The Chairman, Flip Hoorweg, opened the July meeting and spent a few minutes informing the meeting of the remarkable discovery in an attic in London of a cache of VOC documents relating to life at the Cape in the 17th century. He then gave out the usual notices. The Society is still looking for volunteers to sit on the proofreaders' panel of the Journal, to write booklets for the Museum and to draw up an index for back copies of the Journal. A number of members have already put their names forward for these tasks but more are still needed. If you are interested please contact our Secretary, Mrs Joan Marsh, at joan@trolleyscan.com Members are also reminded of the forthcoming Gala Luncheon at the Museum on Sunday, 19 November, to celebrate our 40th Anniversary. Booking for this lunch will be opened in September.

He also reminded those present of our regular DVD Raffle. The next one will take place at our August meeting and the DVD on offer is entitled World War II: Air War and Sea War. With "Memphis Belle" shown in William Wyler's famous film & "The Fighting Lady", a film narrated by Robert Taylor. Raffle tickets are R10.

When he had done this, Bob introduced our first speaker of the evening, our National Chairman, Flip Hoorweg. The title of his most informative talk was "The Caves of Umurbrogal Ridge".

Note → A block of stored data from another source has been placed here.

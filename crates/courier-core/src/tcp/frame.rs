//! Length-prefixed frames
//!
//! ```text
//! ┌──────────────────────┬──────────────────────────────┐
//! │ length: u32 (BE)     │ payload: length bytes        │
//! └──────────────────────┴──────────────────────────────┘
//! response: single byte 0x01
//! ```
//!
//! The declared length is checked against [`MAX_FRAME_SIZE`] before any
//! payload buffer is reserved. Zero-length frames are rejected too.

use bytes::{Bytes, BytesMut};
use tokio_util::codec::{Decoder, Encoder, LengthDelimitedCodec};

use crate::error::CourierError;

/// Largest accepted payload (10 MiB)
pub const MAX_FRAME_SIZE: usize = 10 * 1024 * 1024;

/// Acknowledgment written after each delivered frame
pub const ACK_BYTE: u8 = 0x01;

/// Codec for `[u32 BE length][payload]` frames.
#[derive(Debug)]
pub struct FrameCodec {
    inner: LengthDelimitedCodec,
    max: usize,
}

impl FrameCodec {
    /// Codec enforcing [`MAX_FRAME_SIZE`]
    pub fn new() -> Self {
        Self::with_max_frame(MAX_FRAME_SIZE)
    }

    /// Codec with a custom payload cap
    pub fn with_max_frame(max: usize) -> Self {
        Self {
            inner: LengthDelimitedCodec::builder()
                .length_field_length(4)
                .big_endian()
                .max_frame_length(max)
                .new_codec(),
            max,
        }
    }
}

impl Default for FrameCodec {
    fn default() -> Self {
        Self::new()
    }
}

fn protocol(e: std::io::Error) -> CourierError {
    if e.kind() == std::io::ErrorKind::InvalidData {
        CourierError::Protocol(e.to_string())
    } else {
        CourierError::Io(e)
    }
}

impl Decoder for FrameCodec {
    type Item = Bytes;
    type Error = CourierError;

    fn decode(&mut self, src: &mut BytesMut) -> Result<Option<Bytes>, CourierError> {
        match self.inner.decode(src).map_err(protocol)? {
            Some(frame) if frame.is_empty() => {
                Err(CourierError::Protocol("zero-length frame".to_string()))
            }
            Some(frame) => Ok(Some(frame.freeze())),
            None => Ok(None),
        }
    }
}

impl Encoder<Bytes> for FrameCodec {
    type Error = CourierError;

    fn encode(&mut self, item: Bytes, dst: &mut BytesMut) -> Result<(), CourierError> {
        if item.is_empty() {
            return Err(CourierError::Param("cannot send an empty frame".to_string()));
        }
        if item.len() > self.max {
            return Err(CourierError::Param(format!(
                "frame of {} bytes exceeds {}",
                item.len(),
                self.max
            )));
        }
        self.inner.encode(item, dst).map_err(CourierError::Io)
    }
}

#[cfg(test)]
mod tests {
    use super::*;
    use bytes::BufMut;

    fn header(len: u32) -> BytesMut {
        let mut buf = BytesMut::new();
        buf.put_u32(len);
        buf
    }

    #[test]
    fn test_decode_waits_for_full_frame() {
        let mut codec = FrameCodec::new();
        let mut buf = header(5);
        buf.put_slice(b"hel");
        assert!(codec.decode(&mut buf).unwrap().is_none());

        buf.put_slice(b"lo");
        assert_eq!(codec.decode(&mut buf).unwrap().unwrap(), Bytes::from_static(b"hello"));
        assert!(buf.is_empty());
    }

    #[test]
    fn test_oversized_header_rejected_before_payload() {
        let mut codec = FrameCodec::new();
        let mut buf = header(MAX_FRAME_SIZE as u32 + 1);
        let err = codec.decode(&mut buf).unwrap_err();
        assert!(matches!(err, CourierError::Protocol(_)));
    }

    #[test]
    fn test_zero_length_rejected() {
        let mut codec = FrameCodec::new();
        let mut buf = header(0);
        assert!(matches!(
            codec.decode(&mut buf),
            Err(CourierError::Protocol(_))
        ));
    }

    #[test]
    fn test_encode_writes_big_endian_length() {
        let mut codec = FrameCodec::new();
        let mut dst = BytesMut::new();
        codec.encode(Bytes::from_static(b"abc"), &mut dst).unwrap();
        assert_eq!(&dst[..], &[0, 0, 0, 3, b'a', b'b', b'c']);

        assert!(matches!(
            codec.encode(Bytes::new(), &mut dst),
            Err(CourierError::Param(_))
        ));
    }

    #[test]
    fn test_encode_rejects_oversized() {
        let mut codec = FrameCodec::with_max_frame(4);
        let mut dst = BytesMut::new();
        assert!(matches!(
            codec.encode(Bytes::from_static(b"12345"), &mut dst),
            Err(CourierError::Param(_))
        ));
    }
}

In September 1944 the war in the Pacific looked promising for the Allies. The Imperial Japanese Navy had suffered heavy losses. The Battle of the Philippine Sea had broken the back of the Japanese Air Force. American forces had taken Saipan, Tinian and Guam in the Marianas and the possession of these advanced bases would allow American air supremacy to smother the Japanese home islands with B-29 bomber raids. The number of Japanese held islands in the Pacific had become smaller and the garrisons on many of these had become isolated as the Americans carried through their policy of island hopping towards the Philippines. In terms of this policy, the most useful islands were selected for use by the Americans and taken, whilst others were left to "wither on the vine" as the Japanese could no longer either supply them nor evacuate their troops because of their shipping losses incurred as a result of the highly effective US submarine blockade.

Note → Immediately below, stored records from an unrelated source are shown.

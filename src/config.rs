//! # Configuration Module
//!
//! Data directory setup and tunable parameters for Speler.
//!
//! ## Data Storage
//!
//! Speler keeps its catalog database (and optional `config.json`) in the
//! platform-standard data directory:
//! - Linux: `~/.local/share/speler/`
//! - macOS: `~/Library/Application Support/speler/`
//! - Windows: `%APPDATA%\speler\`
//!
//! ## Config File
//!
//! `config.json` is optional. Every key may be omitted:
//!
//! ```json
//! {
//!   "db_path": "/srv/music/speler.db",
//!   "music_dir": "~/Music",
//!   "engine": { "anti_repeat_window_secs": 3600, "ratings_per_play": 5 }
//! }
//! ```

use anyhow::{Context, Result};
use path_absolutize::Absolutize;
use serde::{Deserialize, Serialize};
use std::fs;
use std::path::{Path, PathBuf};
use std::time::Duration;

const APP_DIR: &str = "speler";
const DB_FILE: &str = "speler.db";
const CONFIG_FILE: &str = "config.json";

/// Returns the Speler data directory, creating it if needed.
///
/// # Errors
///
/// This function will return an error if:
/// - The system data directory cannot be determined
/// - The speler subdirectory cannot be created due to permissions
pub fn get_data_dir() -> Result<PathBuf> {
    let data_dir = dirs::data_dir().ok_or_else(|| {
        anyhow::anyhow!(
            "Could not determine system data directory. Please ensure your platform supports standard data directories."
        )
    })?;

    let speler_dir = data_dir.join(APP_DIR);
    fs::create_dir_all(&speler_dir).with_context(|| {
        format!(
            "Failed to create Speler data directory at {}. Please check file permissions.",
            speler_dir.display()
        )
    })?;

    Ok(speler_dir)
}

/// Returns the platform-appropriate database file path.
///
/// # Examples
///
/// ```no_run
/// use speler::config::get_db_path;
///
/// let db_path = get_db_path()?;
/// println!("Database location: {}", db_path.display());
/// # Ok::<(), anyhow::Error>(())
/// ```
pub fn get_db_path() -> Result<PathBuf> {
    Ok(get_data_dir()?.join(DB_FILE))
}

/// Tuning of the selection and rating engine.
#[derive(Debug, Clone, Copy, PartialEq, Serialize, Deserialize)]
#[serde(default)]
pub struct EngineConfig {
    /// Span in which an already-played artist is avoided, and from which
    /// comparison candidates are drawn.
    pub anti_repeat_window_secs: u64,
    /// Comparisons a song may take part in per play.
    pub ratings_per_play: u32,
    /// Multiplier applied to the elapsed-days reference spread.
    pub spread_damping: f64,
    pub priority_values_ttl_secs: u64,
    pub rank_ttl_secs: u64,
}

impl Default for EngineConfig {
    fn default() -> Self {
        Self {
            anti_repeat_window_secs: 2400,
            ratings_per_play: 5,
            spread_damping: 1.66,
            priority_values_ttl_secs: 7200,
            rank_ttl_secs: 3600,
        }
    }
}

impl EngineConfig {
    #[must_use]
    pub fn anti_repeat_window(&self) -> chrono::Duration {
        let secs = i64::try_from(self.anti_repeat_window_secs).unwrap_or(i64::MAX);
        chrono::Duration::seconds(secs.min(i64::MAX / 1000))
    }

    /// How many top-priority candidates the anti-repeat pass looks at.
    /// One per minute of window, at least one.
    #[must_use]
    pub fn top_k(&self) -> usize {
        usize::try_from(self.anti_repeat_window_secs / 60).unwrap_or(usize::MAX).max(1)
    }

    #[must_use]
    pub const fn priority_values_ttl(&self) -> Duration {
        Duration::from_secs(self.priority_values_ttl_secs)
    }

    #[must_use]
    pub const fn rank_ttl(&self) -> Duration {
        Duration::from_secs(self.rank_ttl_secs)
    }
}

/// Configuration for runtime behavior
#[derive(Debug, Clone, Serialize, Deserialize)]
#[serde(default)]
pub struct RuntimeConfig {
    /// Path to the database file
    pub db_path: PathBuf,
    /// Root of the audio files; song paths are relative to it.
    pub music_dir: Option<PathBuf>,
    pub engine: EngineConfig,
}

impl Default for RuntimeConfig {
    fn default() -> Self {
        Self {
            db_path: get_db_path().unwrap_or_else(|_| PathBuf::from(DB_FILE)),
            music_dir: None,
            engine: EngineConfig::default(),
        }
    }
}

impl RuntimeConfig {
    /// Load `config.json` from the data directory, falling back to defaults
    /// when it does not exist.
    pub fn new() -> Result<Self> {
        let path = get_data_dir()?.join(CONFIG_FILE);
        if path.exists() {
            Self::load(&path)
        } else {
            Ok(Self {
                db_path: get_db_path()?,
                ..Self::default()
            })
        }
    }

    /// Read configuration from an explicit JSON file.
    pub fn load(path: &Path) -> Result<Self> {
        let text = fs::read_to_string(path)
            .with_context(|| format!("Failed to read config file {}", path.display()))?;
        let mut config: Self = serde_json::from_str(&text)
            .with_context(|| format!("Invalid config file {}", path.display()))?;
        if let Some(dir) = config.music_dir.take() {
            config.music_dir = Some(absolute(&dir)?);
        }
        Ok(config)
    }

    /// Set the music directory, made absolute against the working directory.
    pub fn with_music_dir(mut self, dir: &Path) -> Result<Self> {
        self.music_dir = Some(absolute(dir)?);
        Ok(self)
    }
}

fn absolute(path: &Path) -> Result<PathBuf> {
    let expanded = match path.strip_prefix("~") {
        Ok(rest) => dirs::home_dir().map_or_else(|| path.to_path_buf(), |home| home.join(rest)),
        Err(_) => path.to_path_buf(),
    };
    Ok(expanded
        .absolutize()
        .with_context(|| format!("Cannot resolve path {}", path.display()))?
        .into_owned())
}

#[cfg(test)]
mod tests {
    use super::*;

    #[test]
    fn test_get_db_path_returns_valid_path() {
        let path = get_db_path().unwrap();
        assert_eq!(path.file_name().unwrap(), DB_FILE);

        let parent = path.parent().expect("Database path should have parent");
        assert_eq!(parent.file_name().unwrap(), APP_DIR);
        assert!(parent.is_dir());
    }

    #[test]
    fn test_db_path_absolute() {
        let path = get_db_path().expect("Should get valid path");
        assert!(path.is_absolute(), "Database path should be absolute");
    }

    #[test]
    fn test_engine_defaults() {
        let engine = EngineConfig::default();
        assert_eq!(engine.top_k(), 40);
        assert_eq!(engine.anti_repeat_window(), chrono::Duration::minutes(40));
        assert_eq!(engine.priority_values_ttl(), Duration::from_secs(7200));

        let tiny = EngineConfig {
            anti_repeat_window_secs: 30,
            ..engine
        };
        assert_eq!(tiny.top_k(), 1);
    }

    #[test]
    fn test_load_partial_config() {
        let dir = tempfile::tempdir().unwrap();
        let file = dir.path().join(CONFIG_FILE);
        fs::write(
            &file,
            r#"{"db_path": "/tmp/x.db", "music_dir": "music", "engine": {"ratings_per_play": 3}}"#,
        )
        .unwrap();

        let config = RuntimeConfig::load(&file).unwrap();
        assert_eq!(config.db_path, PathBuf::from("/tmp/x.db"));
        assert!(config.music_dir.unwrap().is_absolute());
        assert_eq!(config.engine.ratings_per_play, 3);
        assert_eq!(config.engine.anti_repeat_window_secs, 2400);
    }

    #[test]
    fn test_load_rejects_garbage() {
        let dir = tempfile::tempdir().unwrap();
        let file = dir.path().join(CONFIG_FILE);
        fs::write(&file, "not json").unwrap();
        assert!(RuntimeConfig::load(&file).is_err());
    }
}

The Palau Islands are in the Western Carolines and are situated only 800kms east of Mindanao. This location placed them on the left flank of any projected invasion of the Philippines and, although there were arguments against invading them, Admiral Chester Nimitz, the Commander in Chief of the US Pacific Forces, felt that the islands were too great a risk to ignore. The 1st Marine Division was therefore detailed off to take Peleliu Island, the site of the largest airstrip in the Palau's on 15 September 1944. It was considered that the operation, codenamed Stalemate II would take two or three days. Unfortunately this code name would prove only too prophetic as the struggle for Peleliu dragged on for weeks.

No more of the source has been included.